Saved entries

- - -

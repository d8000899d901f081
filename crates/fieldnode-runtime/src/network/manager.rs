use tracing::{error, info};

use fieldnode::system::Register;

use crate::config::{NetworkConfig, Secrets, Storage};
use crate::error::{Error, ErrorKind, Result};
use crate::outbox::Outbox;
use crate::task::{Context, Flow, Schedule, Task};

use super::{
    NetworkSnapshot, NetworkStatus, Radio, Session, SessionKeeper, TimeKeeper, TimeSync,
    WifiEvent, WifiMachine, WifiMode,
};

/// The drivers of the network stack.
pub struct NetworkDrivers {
    /// WiFi radio.
    pub radio: Box<dyn Radio>,
    /// Upstream session.
    pub session: Box<dyn Session>,
    /// Wall clock synchronization.
    pub time_sync: Box<dyn TimeSync>,
}

impl std::fmt::Debug for NetworkDrivers {
    fn fmt(&self, f: &mut std::fmt::Formatter<'_>) -> std::fmt::Result {
        f.debug_struct("NetworkDrivers").finish_non_exhaustive()
    }
}

/// The system task bringing the device online and keeping it there.
///
/// Each run steps the WiFi state machine and, once the link is up, the
/// wall clock synchronization and the upstream session. The resulting state
/// is published through a [`NetworkStatus`].
pub struct NetworkManager {
    config: NetworkConfig,
    drivers: NetworkDrivers,
    storage: Box<dyn Storage>,
    secrets: Secrets,
    wifi: WifiMachine,
    time: TimeKeeper,
    session: SessionKeeper,
    status: NetworkStatus,
    outbox: Outbox,
}

impl NetworkManager {
    /// Type name.
    pub const TYPE_NAME: &'static str = "NetworkManager";

    /// Creates a [`NetworkManager`] knowing the networks listed in
    /// `secrets`.
    #[must_use]
    pub fn new(
        config: NetworkConfig,
        drivers: NetworkDrivers,
        storage: Box<dyn Storage>,
        secrets: Secrets,
        register: Register<'static>,
        outbox: Outbox,
    ) -> Self {
        Self {
            wifi: WifiMachine::new(config, &secrets.wifi_aps),
            config,
            drivers,
            storage,
            secrets,
            time: TimeKeeper::new(),
            session: SessionKeeper::new(register),
            status: NetworkStatus::new(),
            outbox,
        }
    }

    /// Returns the published network state.
    #[must_use]
    pub fn status(&self) -> NetworkStatus {
        self.status.clone()
    }

    fn provisioned(&mut self, secrets: Secrets) {
        self.secrets = secrets;
        if let Err(e) = self.storage.store_secrets(&self.secrets) {
            error!("Could not store the provisioned network: {e}");
        }
    }
}

impl std::fmt::Debug for NetworkManager {
    fn fmt(&self, f: &mut std::fmt::Formatter<'_>) -> std::fmt::Result {
        f.debug_struct("NetworkManager")
            .field("config", &self.config)
            .field("wifi", &self.wifi)
            .field("status", &self.status)
            .finish_non_exhaustive()
    }
}

impl Task for NetworkManager {
    fn type_name(&self) -> &'static str {
        Self::TYPE_NAME
    }

    fn on_enable(&mut self, ctx: &mut Context<'_>) -> Result<Schedule> {
        self.time.reset(ctx.now());
        Ok(Schedule::every(self.config.tick_period))
    }

    fn callback(&mut self, ctx: &mut Context<'_>) -> Result<Flow> {
        let now = ctx.now();

        match self.wifi.tick(now, self.drivers.radio.as_mut()) {
            Some(WifiEvent::Connected) => {
                info!("WiFi connected");
                self.time.reset(now);
            }
            Some(WifiEvent::Disconnected) => info!("WiFi disconnected"),
            Some(WifiEvent::Provisioned(access_point)) => {
                let mut secrets = self.secrets.clone();
                secrets.upsert_access_point(access_point);
                self.provisioned(secrets);
            }
            Some(WifiEvent::RestartRequired) => {
                return Err(Error::new(
                    ErrorKind::Fatal,
                    format!(
                        "No network after {} captive portal timeouts",
                        self.wifi.portal_timeouts()
                    ),
                ));
            }
            None => {}
        }

        let connected = self.wifi.mode() == WifiMode::Connected;
        if connected {
            self.time
                .tick(now, self.drivers.time_sync.as_mut(), &self.config);
        }
        self.session.tick(
            now,
            connected,
            self.drivers.session.as_mut(),
            &self.secrets,
            &self.outbox,
            &self.config,
        );

        self.status.publish(NetworkSnapshot {
            mode: self.wifi.mode(),
            session_up: self.session.is_up(),
            rssi: if connected {
                self.drivers.radio.rssi()
            } else {
                None
            },
            time_synced: self.time.is_synced(),
        });

        Ok(self.wifi.wait().map_or(Flow::Continue, Flow::Delay))
    }
}

#[cfg(test)]
mod tests {
    use std::time::Duration;

    use fieldnode::message::Message;

    use crate::clock::MockClock;
    use crate::config::{AccessPointConfig, MemoryStorage, NetworkConfig, Secrets};
    use crate::error::ErrorKind;
    use crate::task::TaskController;
    use crate::tests::{TestOutbox, test_register, test_task_factory};

    use super::super::mock::{MockRadio, MockRadioHandle, MockSession, MockTimeSync};
    use super::{NetworkDrivers, NetworkManager};

    const TICK: Duration = Duration::from_millis(100);

    fn manager(
        config: NetworkConfig,
        secrets: Secrets,
        storage: &MemoryStorage,
        outbox: &TestOutbox,
    ) -> (NetworkManager, MockRadioHandle, MockTimeSync) {
        let radio = MockRadio::new();
        let handle = radio.handle();
        let time_sync = MockTimeSync::new();
        let drivers = NetworkDrivers {
            radio: Box::new(radio),
            session: Box::new(MockSession::new()),
            time_sync: Box::new(time_sync.clone()),
        };
        let manager = NetworkManager::new(
            config,
            drivers,
            Box::new(storage.clone()),
            secrets,
            test_register(),
            outbox.outbox().clone(),
        );
        (manager, handle, time_sync)
    }

    #[test]
    fn comes_online() {
        let outbox = TestOutbox::new();
        let storage = MemoryStorage::default();
        let secrets = Secrets {
            wifi_aps: vec![AccessPointConfig::new("barn", "hay")],
            ..Secrets::default()
        };
        let (manager, radio, time_sync) =
            manager(NetworkConfig::new(), secrets, &storage, &outbox);
        radio.add_network("barn", "hay", -55, [7; 6]);
        let status = manager.status();

        let mut controller = TaskController::new(test_task_factory());
        let _ = controller
            .spawn_system(Box::new(manager), Duration::ZERO)
            .unwrap();
        for step in 0..20 {
            assert!(controller.tick(&MockClock::at(TICK * step)).is_empty());
        }

        assert!(status.is_connected());
        assert!(status.is_session_up());
        assert!(status.snapshot().time_synced);
        assert_eq!(status.rssi(), Some(-55));
        assert_eq!(time_sync.requests(), 1);

        let messages = outbox.drain();
        assert_eq!(messages.len(), 1);
        assert!(matches!(messages[0], Message::Register(_)));
    }

    #[test]
    fn stores_provisioned_networks() {
        let outbox = TestOutbox::new();
        let storage = MemoryStorage::default();
        let config = NetworkConfig::new().captive_portal_after_cycles(1);
        let (manager, radio, _) = manager(config, Secrets::default(), &storage, &outbox);
        let status = manager.status();

        let mut controller = TaskController::new(test_task_factory());
        let _ = controller
            .spawn_system(Box::new(manager), Duration::ZERO)
            .unwrap();

        let mut now = Duration::ZERO;
        while radio.portal().is_none() {
            assert!(now < Duration::from_secs(10), "the portal never opened");
            let _ = controller.tick(&MockClock::at(now));
            now += TICK;
        }

        radio.add_network("greenhouse", "tomato", -61, [8; 6]);
        radio.provision(AccessPointConfig::new("greenhouse", "tomato"));
        for _ in 0..10 {
            let _ = controller.tick(&MockClock::at(now));
            now += TICK;
        }

        assert!(status.is_connected());
        assert_eq!(
            storage.secrets().wifi_aps,
            [AccessPointConfig::new("greenhouse", "tomato")]
        );
    }

    #[test]
    fn exhausted_portal_is_fatal() {
        let outbox = TestOutbox::new();
        let storage = MemoryStorage::default();
        let config = NetworkConfig::new()
            .captive_portal_after_cycles(1)
            .captive_portal_timeout(Duration::from_secs(1))
            .restart_after_portal_timeouts(1);
        let (manager, _, _) = manager(config, Secrets::default(), &storage, &outbox);

        let mut controller = TaskController::new(test_task_factory());
        let _ = controller
            .spawn_system(Box::new(manager), Duration::ZERO)
            .unwrap();

        let mut now = Duration::ZERO;
        let removed = loop {
            assert!(now < Duration::from_secs(60), "the manager never gave up");
            let removed = controller.tick(&MockClock::at(now));
            if !removed.is_empty() {
                break removed;
            }
            now += TICK;
        };

        assert_eq!(removed[0].uuid, None);
        assert_eq!(removed[0].type_name, NetworkManager::TYPE_NAME);
        assert_eq!(
            removed[0].error.as_ref().map(|e| e.kind()),
            Some(ErrorKind::Fatal)
        );
    }
}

- - -

• **Your instructions**
Your answer should be all lines from the data that contain "TimeKeeper".

• **Response for this exercise**
    NetworkSnapshot, NetworkStatus, Radio, Session, SessionKeeper, TimeKeeper, TimeSync,
    time: TimeKeeper,
            time: TimeKeeper::new(),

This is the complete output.